* _Exercise_:
Look through the lines below for the word "loop", and copy every line that has it.

* _Exercise input_:

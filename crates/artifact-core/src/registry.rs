//! Fixed set of pickable artifacts and their per-frame transform state.
//!
//! Objects are registered once while the scene is built. `seal` freezes the
//! set; from then on the animation loop only mutates transforms.

use crate::error::SceneError;
use crate::geometry::GeometryHandle;
use fnv::FnvHashMap;
use glam::{EulerRot, Mat4, Quat, Vec3};
use std::f32::consts::TAU;
use std::fmt;

#[derive(Clone, Copy, Debug, PartialEq, Eq, Hash, PartialOrd, Ord)]
pub struct ObjectId(pub u32);

impl fmt::Display for ObjectId {
    fn fmt(&self, f: &mut fmt::Formatter<'_>) -> fmt::Result {
        write!(f, "#{}", self.0)
    }
}

/// Position, Euler XYZ rotation (radians) and scale of one object.
#[derive(Clone, Copy, Debug, PartialEq)]
pub struct Transform {
    pub position: Vec3,
    pub rotation: Vec3,
    pub scale: Vec3,
}

impl Default for Transform {
    fn default() -> Self {
        Self {
            position: Vec3::ZERO,
            rotation: Vec3::ZERO,
            scale: Vec3::ONE,
        }
    }
}

impl Transform {
    pub fn at(position: Vec3) -> Self {
        Self {
            position,
            ..Self::default()
        }
    }

    #[inline]
    pub fn matrix(&self) -> Mat4 {
        Mat4::from_scale_rotation_translation(self.scale, euler_xyz(self.rotation), self.position)
    }
}

/// Advance an angle and keep it in `[0, TAU)` so small per-frame steps are
/// never rounded away on a long-running page.
#[inline]
pub fn advance_angle(angle: f32, step: f32) -> f32 {
    (angle + step).rem_euclid(TAU)
}

#[inline]
pub(crate) fn euler_xyz(r: Vec3) -> Quat {
    Quat::from_euler(EulerRot::XYZ, r.x, r.y, r.z)
}

/// Text shown by the UI when an artifact is selected.
#[derive(Clone, Debug, PartialEq, Eq)]
pub struct ArtifactInfo {
    pub title: String,
    pub description: String,
}

#[derive(Clone, Debug)]
pub struct SceneObject {
    pub id: ObjectId,
    pub geometry: GeometryHandle,
    pub transform: Transform,
    pub base_scale: Vec3,
    pub info: ArtifactInfo,
    pub color: [f32; 4],
}

impl SceneObject {
    pub fn new(id: ObjectId, geometry: GeometryHandle, position: Vec3, info: ArtifactInfo) -> Self {
        Self {
            id,
            geometry,
            transform: Transform::at(position),
            base_scale: Vec3::ONE,
            info,
            color: [1.0, 1.0, 1.0, 1.0],
        }
    }

    pub fn with_color(mut self, color: [f32; 4]) -> Self {
        self.color = color;
        self
    }

    pub fn with_base_scale(mut self, scale: Vec3) -> Self {
        self.base_scale = scale;
        self.transform.scale = scale;
        self
    }
}

#[derive(Debug, Default)]
pub struct Registry {
    objects: Vec<SceneObject>,
    index: FnvHashMap<ObjectId, usize>,
    // Orientation (Euler XYZ) of the whole artifact group; driven by parallax.
    group_rotation: Vec3,
    sealed: bool,
}

impl Registry {
    pub fn new() -> Self {
        Self::default()
    }

    pub fn register(&mut self, object: SceneObject) -> Result<(), SceneError> {
        if self.sealed {
            return Err(SceneError::config(format!(
                "cannot register {} after the scene started",
                object.id
            )));
        }
        if self.index.contains_key(&object.id) {
            return Err(SceneError::config(format!("duplicate object id {}", object.id)));
        }
        let s = object.base_scale;
        if !s.is_finite() || s.min_element() <= 0.0 {
            return Err(SceneError::config(format!(
                "object {} has invalid base scale {:?}",
                object.id, s
            )));
        }
        log::debug!("[registry] register {} '{}'", object.id, object.info.title);
        self.index.insert(object.id, self.objects.len());
        self.objects.push(object);
        Ok(())
    }

    /// Freeze the object set. Called when the animation loop takes ownership.
    pub fn seal(&mut self) {
        if !self.sealed {
            log::info!("[registry] sealed with {} objects", self.objects.len());
        }
        self.sealed = true;
    }

    pub fn is_sealed(&self) -> bool {
        self.sealed
    }

    /// Objects in registration order.
    pub fn all(&self) -> &[SceneObject] {
        &self.objects
    }

    pub(crate) fn all_mut(&mut self) -> &mut [SceneObject] {
        &mut self.objects
    }

    pub fn get(&self, id: ObjectId) -> Result<&SceneObject, SceneError> {
        self.index
            .get(&id)
            .map(|&i| &self.objects[i])
            .ok_or(SceneError::NotFound(id))
    }

    pub(crate) fn get_mut(&mut self, id: ObjectId) -> Result<&mut SceneObject, SceneError> {
        match self.index.get(&id) {
            Some(&i) => Ok(&mut self.objects[i]),
            None => Err(SceneError::NotFound(id)),
        }
    }

    pub fn contains(&self, id: ObjectId) -> bool {
        self.index.contains_key(&id)
    }

    pub fn index_of(&self, id: ObjectId) -> Option<usize> {
        self.index.get(&id).copied()
    }

    pub fn len(&self) -> usize {
        self.objects.len()
    }

    pub fn is_empty(&self) -> bool {
        self.objects.is_empty()
    }

    pub fn group_rotation(&self) -> Vec3 {
        self.group_rotation
    }

    pub fn set_group_rotation(&mut self, rotation: Vec3) {
        self.group_rotation = rotation;
    }

    #[inline]
    pub fn group_matrix(&self) -> Mat4 {
        Mat4::from_quat(euler_xyz(self.group_rotation))
    }

    /// Object-to-world matrix including the group orientation.
    #[inline]
    pub fn world_matrix(&self, object: &SceneObject) -> Mat4 {
        self.group_matrix() * object.transform.matrix()
    }
}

* _Exercise response_:
//! set; from then on the animation loop only mutates transforms.
    /// Freeze the object set. Called when the animation loop takes ownership.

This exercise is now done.